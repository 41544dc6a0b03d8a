//! HTTP transport for Exchange: SOAP POSTs to EWS and plain GETs for ICS
//! feeds, with Basic/Digest negotiation on 401.

use reqwest::header::{AUTHORIZATION, CONTENT_TYPE, WWW_AUTHENTICATE};
use reqwest::{Client, Method, RequestBuilder, Response, StatusCode};
use tokio::sync::Mutex;
use tracing::{debug, trace, warn};
use url::{Position, Url};

use crate::error::{UpstreamError, UpstreamResult};

use super::auth::{Challenge, basic_auth};
use super::config::ExchangeConfig;
use super::ews::parse_soap_fault;

const SOAP_CONTENT_TYPE: &str = "text/xml; charset=utf-8";

/// Shared HTTP client. Safe to use from many tasks at once.
pub struct ExchangeClient {
    client: Client,
    config: ExchangeConfig,
    /// Scheme learned from the last 401, reused preemptively.
    challenge: Mutex<Option<Challenge>>,
}

impl ExchangeClient {
    pub fn new(config: ExchangeConfig) -> UpstreamResult<Self> {
        let client = Client::builder()
            .danger_accept_invalid_certs(!config.verify_tls)
            .timeout(config.timeout)
            .user_agent(&config.user_agent)
            .build()
            .map_err(|e| {
                UpstreamError::unavailable(format!("failed to create HTTP client: {e}"))
                    .with_source(e)
            })?;

        Ok(Self {
            client,
            config,
            challenge: Mutex::new(None),
        })
    }

    pub fn config(&self) -> &ExchangeConfig {
        &self.config
    }

    /// POSTs a SOAP envelope and returns the response body.
    pub async fn post_soap(&self, url: &Url, envelope: String) -> UpstreamResult<String> {
        self.request(Method::POST, url, Some(envelope)).await
    }

    /// GETs a document, typically an ICS feed.
    pub async fn get(&self, url: &Url) -> UpstreamResult<String> {
        self.request(Method::GET, url, None).await
    }

    async fn request(
        &self,
        method: Method,
        url: &Url,
        body: Option<String>,
    ) -> UpstreamResult<String> {
        let soap = body.is_some();
        let response = self.send(method.clone(), url, body.clone()).await?;
        if response.status() != StatusCode::UNAUTHORIZED {
            return Self::read_body(response, soap).await;
        }

        let challenge = Challenge::select(
            response
                .headers()
                .get_all(WWW_AUTHENTICATE)
                .iter()
                .filter_map(|v| v.to_str().ok()),
        );
        let Some(challenge) = challenge else {
            return Err(UpstreamError::auth(
                "server requires an authentication scheme other than Basic or Digest",
            ));
        };
        if self.config.credentials().is_none() {
            return Err(UpstreamError::auth(
                "server requires authentication but no credentials are configured",
            ));
        }

        debug!(url = %url, "received 401, retrying with credentials");
        *self.challenge.lock().await = Some(challenge);
        let response = self.send(method, url, body).await?;
        Self::read_body(response, soap).await
    }

    async fn send(&self, method: Method, url: &Url, body: Option<String>) -> UpstreamResult<Response> {
        let mut request = self.client.request(method.clone(), url.clone());
        if let Some(body) = body {
            request = request.header(CONTENT_TYPE, SOAP_CONTENT_TYPE).body(body);
        }
        request = self.authorize(request, &method, url).await;

        trace!(method = %method, url = %url, "sending request");
        Ok(request.send().await?)
    }

    async fn authorize(&self, request: RequestBuilder, method: &Method, url: &Url) -> RequestBuilder {
        let Some((username, password)) = self.config.credentials() else {
            return request;
        };
        let mut challenge = self.challenge.lock().await;
        let header = match challenge.as_mut() {
            Some(Challenge::Digest(digest)) => {
                digest.authorize(method.as_str(), request_uri(url), username, password)
            }
            Some(Challenge::Basic) => basic_auth(username, password),
            None => return request,
        };
        request.header(AUTHORIZATION, header)
    }

    /// EWS reports most failures as a SOAP fault inside a 500, so for
    /// `soap` requests the fault decides the error before the status does.
    async fn read_body(response: Response, soap: bool) -> UpstreamResult<String> {
        let status = response.status();
        trace!(status = %status, "received response");

        if status.is_success() {
            return Ok(response.text().await?);
        }
        let body = response.text().await.unwrap_or_default();
        if soap && let Some(fault) = parse_soap_fault(&body) {
            debug!(status = %status, "upstream answered with a SOAP fault");
            return Err(fault.with_payload(&body));
        }
        Err(error_for_status(status, &body))
    }
}

/// Digest `uri`: the request target, path plus query.
fn request_uri(url: &Url) -> &str {
    &url[Position::BeforePath..Position::AfterQuery]
}

/// Maps a non-success status onto the upstream error taxonomy.
fn error_for_status(status: StatusCode, body: &str) -> UpstreamError {
    let error = match status {
        StatusCode::UNAUTHORIZED => UpstreamError::auth("credentials rejected"),
        StatusCode::FORBIDDEN => UpstreamError::auth("access to the calendar denied"),
        StatusCode::NOT_FOUND | StatusCode::REQUEST_TIMEOUT | StatusCode::TOO_MANY_REQUESTS => {
            UpstreamError::unavailable(format!("upstream answered {status}"))
        }
        s if s.is_server_error() => UpstreamError::unavailable(format!("upstream server error {s}")),
        s => {
            warn!(status = %s, "unexpected upstream status");
            UpstreamError::malformed(format!("unexpected status {s}"))
        }
    };
    error.with_payload(body)
}
//! Query windows and minute snapping.
//!
//! A [`TimeWindow`] is the query horizon for one availability lookup. Cache
//! keys are built from windows snapped to whole minutes so that requests
//! issued a few seconds apart land on the same entry.

use chrono::{DateTime, Duration, DurationRound, TimeDelta, Utc};
use serde::{Deserialize, Serialize};

use crate::error::{CoreError, Result};

/// A closed time window `[start, end]` in UTC.
#[derive(Debug, Clone, Copy, PartialEq, Eq, Hash, Serialize, Deserialize)]
pub struct TimeWindow {
    /// Start of the window.
    pub start: DateTime<Utc>,
    /// End of the window.
    pub end: DateTime<Utc>,
}

impl TimeWindow {
    /// Creates a new time window.
    ///
    /// # Panics
    ///
    /// Panics if `start` is after `end`. Use [`TimeWindow::try_new`] for
    /// untrusted input.
    pub fn new(start: DateTime<Utc>, end: DateTime<Utc>) -> Self {
        assert!(start <= end, "TimeWindow start must be <= end");
        Self { start, end }
    }

    /// Creates a window, rejecting `start > end`.
    pub fn try_new(start: DateTime<Utc>, end: DateTime<Utc>) -> Result<Self> {
        if start > end {
            return Err(CoreError::InvalidWindow { start, end });
        }
        Ok(Self { start, end })
    }

    /// Creates a window starting at `now` and extending `duration`.
    pub fn from_now(now: DateTime<Utc>, duration: Duration) -> Self {
        Self::new(now, now + duration)
    }

    /// Returns the duration of this window.
    pub fn duration(&self) -> Duration {
        self.end - self.start
    }

    /// Returns `true` when `dt` lies in `[start, end)`.
    pub fn contains(&self, dt: DateTime<Utc>) -> bool {
        self.start <= dt && dt < self.end
    }

    /// Checks whether the interval `[start, end)` overlaps this window.
    pub fn overlaps(&self, start: DateTime<Utc>, end: DateTime<Utc>) -> bool {
        start < self.end && end > self.start
    }

    /// Truncates `[start, end)` to the window bounds.
    ///
    /// Returns `None` when nothing of the interval remains.
    pub fn clip(
        &self,
        start: DateTime<Utc>,
        end: DateTime<Utc>,
    ) -> Option<(DateTime<Utc>, DateTime<Utc>)> {
        if !self.overlaps(start, end) {
            return None;
        }
        let (start, end) = (start.max(self.start), end.min(self.end));
        (start < end).then_some((start, end))
    }

    /// Widens the window to whole minutes: start floored, end ceiled.
    pub fn snapped(&self) -> Self {
        Self {
            start: floor_to_minute(self.start),
            end: ceil_to_minute(self.end),
        }
    }
}

/// Rounds down to the start of the minute.
pub fn floor_to_minute(dt: DateTime<Utc>) -> DateTime<Utc> {
    dt.duration_trunc(TimeDelta::minutes(1)).unwrap_or(dt)
}

/// Rounds up to the next whole minute; whole minutes are unchanged.
pub fn ceil_to_minute(dt: DateTime<Utc>) -> DateTime<Utc> {
    let floored = floor_to_minute(dt);
    if floored == dt {
        dt
    } else {
        floored + TimeDelta::minutes(1)
    }
}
# # #
**PROMPT**
Tally up the lines in the records that contain the word "warn" and give only the total.

**SOLUTION TO THE EXERCISE**
2